▶ **What this task involves**
Would you please copy out each entry exactly?

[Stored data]
/---

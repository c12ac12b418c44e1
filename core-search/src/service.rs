//! Semantic and AI search over the synced store

use std::collections::HashSet;
use std::sync::Arc;

use bridge_traits::catalog::{ProductCatalog, ProductId};
use bridge_traits::search::{FileSearchProvider, GroundingChunk};
use core_sync::content::extract_product_id;
use tracing::{debug, info, instrument};

use crate::error::{Result, SearchError};
use crate::results::{AiSearchResponse, ProductResult, SearchResponse};

/// Results returned when the caller gives no limit
pub const DEFAULT_LIMIT: usize = 10;

pub struct SearchService {
    provider: Arc<dyn FileSearchProvider>,
    catalog: Arc<dyn ProductCatalog>,
    store_id: Option<String>,
}

impl SearchService {
    pub fn new(provider: Arc<dyn FileSearchProvider>, catalog: Arc<dyn ProductCatalog>) -> Self {
        Self {
            provider,
            catalog,
            store_id: None,
        }
    }

    /// Set the store queries run against
    pub fn with_store(mut self, store_id: Option<String>) -> Self {
        self.store_id = store_id.filter(|id| !id.trim().is_empty());
        self
    }

    fn require_store(&self) -> Result<&str> {
        self.store_id.as_deref().ok_or_else(|| {
            SearchError::Configuration("No File Search store is configured".to_string())
        })
    }

    /// Find products whose indexed text matches `query`
    ///
    /// Chunks that do not name a product, name one twice, or point at a
    /// product that is gone or unpublished are dropped.
    #[instrument(skip(self))]
    pub async fn search(&self, query: &str, limit: Option<usize>) -> Result<SearchResponse> {
        let query = non_empty(query)?;
        let store_id = self.require_store()?;
        let limit = limit.filter(|l| *l > 0).unwrap_or(DEFAULT_LIMIT);

        let chunks = self.provider.query(store_id, query, limit).await?;
        debug!(chunks = chunks.len(), "Retrieved chunks");

        let products = self.resolve_products(&chunks).await?;
        info!(results = products.len(), "Search completed");

        Ok(SearchResponse {
            query: query.to_string(),
            total_results: products.len(),
            products,
        })
    }

    /// Ask the model about `query`, grounded on the store
    #[instrument(skip(self))]
    pub async fn search_ai(&self, query: &str) -> Result<AiSearchResponse> {
        let query = non_empty(query)?;
        let store_id = self.require_store()?;

        let answer = self
            .provider
            .generate_with_search(store_id, &ai_prompt(query))
            .await?;
        let products = self.resolve_products(&answer.chunks).await?;

        info!(
            results = products.len(),
            answer_len = answer.text.len(),
            "AI search completed"
        );

        Ok(AiSearchResponse {
            query: query.to_string(),
            ai_text: answer.text,
            products,
            grounding_metadata: answer.grounding_metadata,
        })
    }

    async fn resolve_products(&self, chunks: &[GroundingChunk]) -> Result<Vec<ProductResult>> {
        let mut seen: HashSet<ProductId> = HashSet::new();
        let mut products = Vec::new();

        for chunk in chunks {
            let Some(product_id) = extract_product_id(&chunk.text) else {
                continue;
            };
            if !seen.insert(product_id) {
                continue;
            }

            match self.catalog.get_product(product_id).await? {
                Some(product) if product.is_published() => {
                    products.push(ProductResult::from_product(&product).with_match(&chunk.text));
                }
                _ => debug!(product_id = %product_id, "Skipping unavailable product"),
            }
        }

        Ok(products)
    }
}

fn non_empty(query: &str) -> Result<&str> {
    let query = query.trim();
    if query.is_empty() {
        Err(SearchError::EmptyQuery)
    } else {
        Ok(query)
    }
}

fn ai_prompt(query: &str) -> String {
    format!(
        "Busca productos que coincidan con esta consulta: '{}'. Proporciona una respuesta útil \
         que incluya los productos más relevantes con sus características principales, precios \
         y por qué son buenos para esta búsqueda.",
        query
    )
}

\---

▶ **Task result**
repository c12ac12b418c44e1
filename core-search/src/service.rs
//! Semantic and AI search over the synced store

use std::collections::HashSet;
use std::sync::Arc;

use bridge_traits::catalog::{ProductCatalog, ProductId};
use bridge_traits::search::{FileSearchProvider, GroundingChunk};
use core_sync::content::extract_product_id;
use tracing::{debug, info, instrument};

use crate::error::{Result, SearchError};
use crate::results::{AiSearchResponse, ProductResult, SearchResponse};

/// Results returned when the caller gives no limit
pub const DEFAULT_LIMIT: usize = 10;

pub struct SearchService {
    provider: Arc<dyn FileSearchProvider>,
    catalog: Arc<dyn ProductCatalog>,
    store_id: Option<String>,
}

impl SearchService {
    pub fn new(provider: Arc<dyn FileSearchProvider>, catalog: Arc<dyn ProductCatalog>) -> Self {
        Self {
            provider,
            catalog,
            store_id: None,
        }
    }

    /// Set the store queries run against
    pub fn with_store(mut self, store_id: Option<String>) -> Self {
        self.store_id = store_id.filter(|id| !id.trim().is_empty());
        self
    }

    fn require_store(&self) -> Result<&str> {
        self.store_id.as_deref().ok_or_else(|| {
            SearchError::Configuration("No File Search store is configured".to_string())
        })
    }

    /// Find products whose indexed text matches `query`
    ///
    /// Chunks that do not name a product, name one twice, or point at a
    /// product that is gone or unpublished are dropped.
    #[instrument(skip(self))]
    pub async fn search(&self, query: &str, limit: Option<usize>) -> Result<SearchResponse> {
        let query = non_empty(query)?;
        let store_id = self.require_store()?;
        let limit = limit.filter(|l| *l > 0).unwrap_or(DEFAULT_LIMIT);

        let chunks = self.provider.query(store_id, query, limit).await?;
        debug!(chunks = chunks.len(), "Retrieved chunks");

        let products = self.resolve_products(&chunks).await?;
        info!(results = products.len(), "Search completed");

        Ok(SearchResponse {
            query: query.to_string(),
            total_results: products.len(),
            products,
        })
    }

    /// Ask the model about `query`, grounded on the store
    #[instrument(skip(self))]
    pub async fn search_ai(&self, query: &str) -> Result<AiSearchResponse> {
        let query = non_empty(query)?;
        let store_id = self.require_store()?;

        let answer = self
            .provider
            .generate_with_search(store_id, &ai_prompt(query))
            .await?;
        let products = self.resolve_products(&answer.chunks).await?;

        info!(
            results = products.len(),
            answer_len = answer.text.len(),
            "AI search completed"
        );

        Ok(AiSearchResponse {
            query: query.to_string(),
            ai_text: answer.text,
            products,
            grounding_metadata: answer.grounding_metadata,
        })
    }

    async fn resolve_products(&self, chunks: &[GroundingChunk]) -> Result<Vec<ProductResult>> {
        let mut seen: HashSet<ProductId> = HashSet::new();
        let mut products = Vec::new();

        for chunk in chunks {
            let Some(product_id) = extract_product_id(&chunk.text) else {
                continue;
            };
            if !seen.insert(product_id) {
                continue;
            }

            match self.catalog.get_product(product_id).await? {
                Some(product) if product.is_published() => {
                    products.push(ProductResult::from_product(&product).with_match(&chunk.text));
                }
                _ => debug!(product_id = %product_id, "Skipping unavailable product"),
            }
        }

        Ok(products)
    }
}

fn non_empty(query: &str) -> Result<&str> {
    let query = query.trim();
    if query.is_empty() {
        Err(SearchError::EmptyQuery)
    } else {
        Ok(query)
    }
}

fn ai_prompt(query: &str) -> String {
    format!(
        "Busca productos que coincidan con esta consulta: '{}'. Proporciona una respuesta útil \
         que incluya los productos más relevantes con sus características principales, precios \
         y por qué son buenos para esta búsqueda.",
        query
    )
}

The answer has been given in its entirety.